The Sheraton brand has been suffering from an identity crisis since before Marriott acquired Starwood. So, in an effort to more clearly define the brand, Marriott is overhauling Sheraton.
According to USA Today, the Sheraton brand is the third largest brand in the Marriott portfolio, having made up 42% of the pre-merger Starwood portfolio. And, with 444 Sheraton hotels and resorts in 72 countries, it is also the largest of the Marriott brands outside of the U.S. So, as one might imagine, the success of Sheraton is critical to Marriott. So much so, in fact, that according to Arne Sorenson, Marriott has been working on its plan for Sheraton since 2016. But the plan, in my opinion, is kind of a mixed bag.
Unsurprisingly, part of Sheraton’s revitalization rests on creating more communal spaces in the hotel lobbies. This is something Marriott has been doing with its other brands such as Courtyard and Moxy (among others) for some time now. But with Sheraton, they’re taking things a bit further. Communal tables in the lobby will have lockable drawers for bathroom breaks, while privacy booths will be available to make phone calls. Collaboration Suites will also be available for rent, which may be reserved via the Marriott app. A “coffee bar” will be available too, serving coffee during the day and alcoholic beverages in the evening.
The good news is, unlike Marriott’s questionable decision to remove desks from guestrooms at its namesake brand, Sheraton properties will keep in-room desks. In fact, the desks will receive a significant upgrade, as adjustable ones, those which you may sit or stand at will become standard. The desks will also include USB-ports in the center. Reduction of inter-room noise transmission is also a priority. However, Marriott says they’ll be using a three-dimensional wall to do so. Whatever that means. In the bathroom, guests can expect larger 6-foot showers and 5-foot vanities.
And remember how I said there are 444 Sheraton properties around the world? Expect that number to change. Senior Vice President and Global Brand Leader, Julius Robinson states that Starwood was not aggressive enough in de-flagging subpar properties. Owners that do not want to make adopt the new brand standards may rebrand under another Marriott brand or will need to leave the company altogether. Tough love, but it’s for the good of the brand.
Sheraton Waikiki Renovations
Ironically, yesterday the Pacific Business News published an article regarding an upcoming renovation project at the Sheraton Waikiki. The property’s owners, Kyo-Ya Hotels & Resorts, are spending $102 million to update all 1,636 guestrooms and the hospitality lounge. No word has been given on when the project will begin or how long it will take to complete. However, the Sheraton Waikiki will remain open during the project, which will be done in phases. So be sure to check with the property if you have any upcoming stays or before making a reservation.

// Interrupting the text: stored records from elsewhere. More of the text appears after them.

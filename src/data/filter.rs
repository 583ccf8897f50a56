use std::collections::BTreeSet;

use super::model::{CellValue, Table};

// ---------------------------------------------------------------------------
// Filter predicate: which values of one column are selected
// ---------------------------------------------------------------------------

/// Selected values of one categorical column (village or farmer).
///
/// An empty selection means "no filter": every row is shown. The widgets start
/// with everything selected, so an empty set only arises when the user clears
/// the list, and clearing it falls back to the full table.
pub type Selection = BTreeSet<CellValue>;

/// Initialise a [`Selection`] with every value of `column` selected.
pub fn all_selected(table: &Table, column: &str) -> Selection {
    table.unique_values(column)
}

/// Return indices of rows whose `column` value is in `selected`, in order.
///
/// A row passes when:
/// * `selected` is empty → passes (no constraint)
/// * the row's value for `column` is in the selected set → passes
///
/// Rows without the column read as `Null` and pass only if `Null` is selected.
pub fn filtered_indices(table: &Table, column: &str, selected: &Selection) -> Vec<usize> {
    if selected.is_empty() {
        return (0..table.len()).collect();
    }
    table
        .column_values(column)
        .enumerate()
        .filter(|(_, value)| selected.contains(*value))
        .map(|(i, _)| i)
        .collect()
}

/// Rows of `table` whose `column` value is in `selected`, original order kept.
/// An empty selection returns a copy of the whole table.
pub fn filter(table: &Table, column: &str, selected: &Selection) -> Table {
    if selected.is_empty() {
        return table.clone();
    }
    table.select_rows(&filtered_indices(table, column, selected))
}
//! Writes a deterministic demo dataset: `sample_data/summary.parquet` and
//! `sample_data/raw.parquet`, loadable with `cane-dashboard sample_data`.

use std::path::Path;
use std::sync::Arc;

use anyhow::{Context, Result};
use arrow::array::{ArrayRef, Float64Array, Int64Array, StringArray, TimestampSecondArray};
use arrow::datatypes::{DataType, Field, Schema, TimeUnit};
use arrow::record_batch::RecordBatch;
use chrono::{Duration, NaiveDate};
use parquet::arrow::ArrowWriter;

/// Minimal deterministic PRNG (xoshiro256**)
struct SimpleRng {
    state: [u64; 4],
}

impl SimpleRng {
    fn new(seed: u64) -> Self {
        let mut s = [0u64; 4];
        let mut x = seed;
        for slot in &mut s {
            x = x.wrapping_mul(6364136223846793005).wrapping_add(1);
            *slot = x;
        }
        SimpleRng { state: s }
    }

    fn next_u64(&mut self) -> u64 {
        let result = (self.state[1].wrapping_mul(5))
            .rotate_left(7)
            .wrapping_mul(9);
        let t = self.state[1] << 17;
        self.state[2] ^= self.state[0];
        self.state[3] ^= self.state[1];
        self.state[1] ^= self.state[2];
        self.state[0] ^= self.state[3];
        self.state[2] ^= t;
        self.state[3] = self.state[3].rotate_left(45);
        result
    }

    fn next_f64(&mut self) -> f64 {
        (self.next_u64() >> 11) as f64 / (1u64 << 53) as f64
    }

    fn range(&mut self, lo: f64, hi: f64) -> f64 {
        lo + (hi - lo) * self.next_f64()
    }

    /// Box-Muller transform for normal distribution
    fn gauss(&mut self, mean: f64, std_dev: f64) -> f64 {
        let u1 = self.next_f64().max(1e-15);
        let u2 = self.next_f64();
        let z = (-2.0 * u1.ln()).sqrt() * (2.0 * std::f64::consts::PI * u2).cos();
        mean + std_dev * z
    }
}

struct Farmer {
    name: &'static str,
    father: &'static str,
    mobile: i64,
    village: &'static str,
    device: String,
    irrigations: i64,
}

const FARMERS: [(&str, &str, &str); 8] = [
    ("Asha Devi", "Ram Lal", "Kheri"),
    ("Bhola Singh", "Jagdish Singh", "Kheri"),
    ("Chanda Rani", "Mohan Lal", "Kheri"),
    ("Dinesh Kumar", "Suresh Kumar", "Mirzapur"),
    ("Geeta Yadav", "Ramesh Yadav", "Mirzapur"),
    ("Harish Verma", "Omkar Verma", "Sitapur"),
    ("Kamla Devi", "Shyam Lal", "Sitapur"),
    ("Lakhan Pal", "Brij Pal", "Sitapur"),
];

const DAYS: i64 = 60;

fn write_parquet(path: &Path, columns: Vec<(&str, DataType, ArrayRef)>) -> Result<()> {
    let schema = Arc::new(Schema::new(
        columns
            .iter()
            .map(|(name, dtype, _)| Field::new(*name, dtype.clone(), false))
            .collect::<Vec<_>>(),
    ));
    let arrays = columns.into_iter().map(|(_, _, a)| a).collect();
    let batch = RecordBatch::try_new(schema.clone(), arrays).context("building record batch")?;

    let file = std::fs::File::create(path)
        .with_context(|| format!("creating {}", path.display()))?;
    let mut writer = ArrowWriter::try_new(file, schema, None).context("creating parquet writer")?;
    writer.write(&batch).context("writing record batch")?;
    writer.close().context("closing parquet writer")?;
    Ok(())
}

fn strings<S: AsRef<str>>(values: &[S]) -> ArrayRef {
    Arc::new(StringArray::from(
        values.iter().map(|s| s.as_ref()).collect::<Vec<_>>(),
    ))
}

fn main() -> Result<()> {
    let mut rng = SimpleRng::new(42);
    let out_dir = Path::new("sample_data");
    std::fs::create_dir_all(out_dir).context("creating sample_data/")?;

    let farmers: Vec<Farmer> = FARMERS
        .iter()
        .enumerate()
        .map(|(i, &(name, father, village))| Farmer {
            name,
            father,
            mobile: 9_800_000_000 + (rng.next_u64() % 100_000_000) as i64,
            village,
            device: format!("JSP-{:03}", i + 1),
            irrigations: 4 + (rng.next_u64() % 6) as i64,
        })
        .collect();

    // ---- summary sheet: one row per device ----
    let mut irrigated = Vec::new();
    let mut rain = Vec::new();
    let mut total = Vec::new();
    let mut yields = Vec::new();
    for f in &farmers {
        let irrigated_water = f.irrigations as f64 * rng.range(2.2, 3.0);
        let rain_water = rng.range(7.5, 9.5);
        irrigated.push((irrigated_water * 100.0).round() / 100.0);
        rain.push((rain_water * 100.0).round() / 100.0);
        total.push(((irrigated_water + rain_water) * 100.0).round() / 100.0);
        yields.push((rng.gauss(300.0, 15.0) + f.irrigations as f64 * 2.0).round());
    }

    let villages: Vec<&str> = farmers.iter().map(|f| f.village).collect();
    let names: Vec<&str> = farmers.iter().map(|f| f.name).collect();
    let devices: Vec<&str> = farmers.iter().map(|f| f.device.as_str()).collect();
    let irrigation_counts: Vec<i64> = farmers.iter().map(|f| f.irrigations).collect();
    let float = DataType::Float64;
    write_parquet(
        &out_dir.join("summary.parquet"),
        vec![
            ("Village Name", DataType::Utf8, strings(&villages)),
            ("Farmer Name", DataType::Utf8, strings(&names)),
            ("Device ID", DataType::Utf8, strings(&devices)),
            ("No of Irrigation", DataType::Int64, Arc::new(Int64Array::from(irrigation_counts))),
            ("Yield (quintal/acre)", float.clone(), Arc::new(Float64Array::from(yields))),
            (
                "Irrigated Water (lakh L/acre)",
                float.clone(),
                Arc::new(Float64Array::from(irrigated)),
            ),
            ("Total Water (lakh L/acre)", float.clone(), Arc::new(Float64Array::from(total))),
            ("Rain Water (lakh L/acre)", float, Arc::new(Float64Array::from(rain))),
        ],
    )?;

    // ---- raw sheet: one daily moisture reading per device ----
    let start = NaiveDate::from_ymd_opt(2024, 7, 1)
        .and_then(|d| d.and_hms_opt(6, 0, 0))
        .context("invalid start date")?;

    let mut name = Vec::new();
    let mut father = Vec::new();
    let mut mobile = Vec::new();
    let mut village = Vec::new();
    let mut device = Vec::new();
    let mut created = Vec::new();
    let mut moisture = Vec::new();
    let mut irrigations = Vec::new();

    for f in &farmers {
        let irrigation_every = DAYS / f.irrigations;
        let mut level: f64 = rng.range(28.0, 34.0);
        for day in 0..DAYS {
            if day > 0 && day % irrigation_every == 0 {
                level = rng.range(34.0, 38.0);
            } else {
                level = (level - rng.range(0.2, 0.9)).max(12.0);
            }
            name.push(f.name);
            father.push(f.father);
            mobile.push(f.mobile);
            village.push(f.village);
            device.push(f.device.as_str());
            created.push((start + Duration::days(day)).and_utc().timestamp());
            moisture.push((level * 100.0).round() / 100.0);
            irrigations.push(f.irrigations);
        }
    }
    let rows = name.len();

    write_parquet(
        &out_dir.join("raw.parquet"),
        vec![
            ("Farmer Name", DataType::Utf8, strings(&name)),
            ("Father Name", DataType::Utf8, strings(&father)),
            ("Mobile Number", DataType::Int64, Arc::new(Int64Array::from(mobile))),
            ("Village Name", DataType::Utf8, strings(&village)),
            ("Device ID", DataType::Utf8, strings(&device)),
            (
                "CreateDate",
                DataType::Timestamp(TimeUnit::Second, None),
                Arc::new(TimestampSecondArray::from(created)),
            ),
            ("CalculatedValue", DataType::Float64, Arc::new(Float64Array::from(moisture))),
            ("No of Irrigation", DataType::Int64, Arc::new(Int64Array::from(irrigations))),
        ],
    )?;

    println!(
        "Wrote {} devices and {rows} readings to {}",
        farmers.len(),
        out_dir.display()
    );
    Ok(())
}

Marriott is Overhauling Sheraton, Final Thoughts
I never understood where Marriott got the idea that Millennials prefer to work in public rather than in their rooms. I’m a Millennial, and I can tell you that I prefer to work in my room, as do others. The only reason I can see to not do so would be if my family accompanied me on a business trip and I didn’t want to disturb them while they’re in the room. So, in that regard, I believe the new Sheraton brand standard is much better than what they came up for Marriott. Larger vanities and showers are a welcome standard too.
What they mean by a three-dimensional wall, though, makes me wonder. Will it be something akin to (but more subtle) than those egg-carton walls in a recording studio? That seems to be the more feasible option, as breaking open walls to add insulation inside of the walls would be cost-prohibitive.
As for the Sheraton Waikiki, boy, what timing. Though, I’m guessing Marriott must have been in communication with the property all along. If not, I wonder if the Waikiki location will incorporate the above in their renovation? And what about the awful Sheraton Princess Kaiulani? That property should be de-flagged, though I know there’s been on again and off again talks of tearing it down for redevelopment.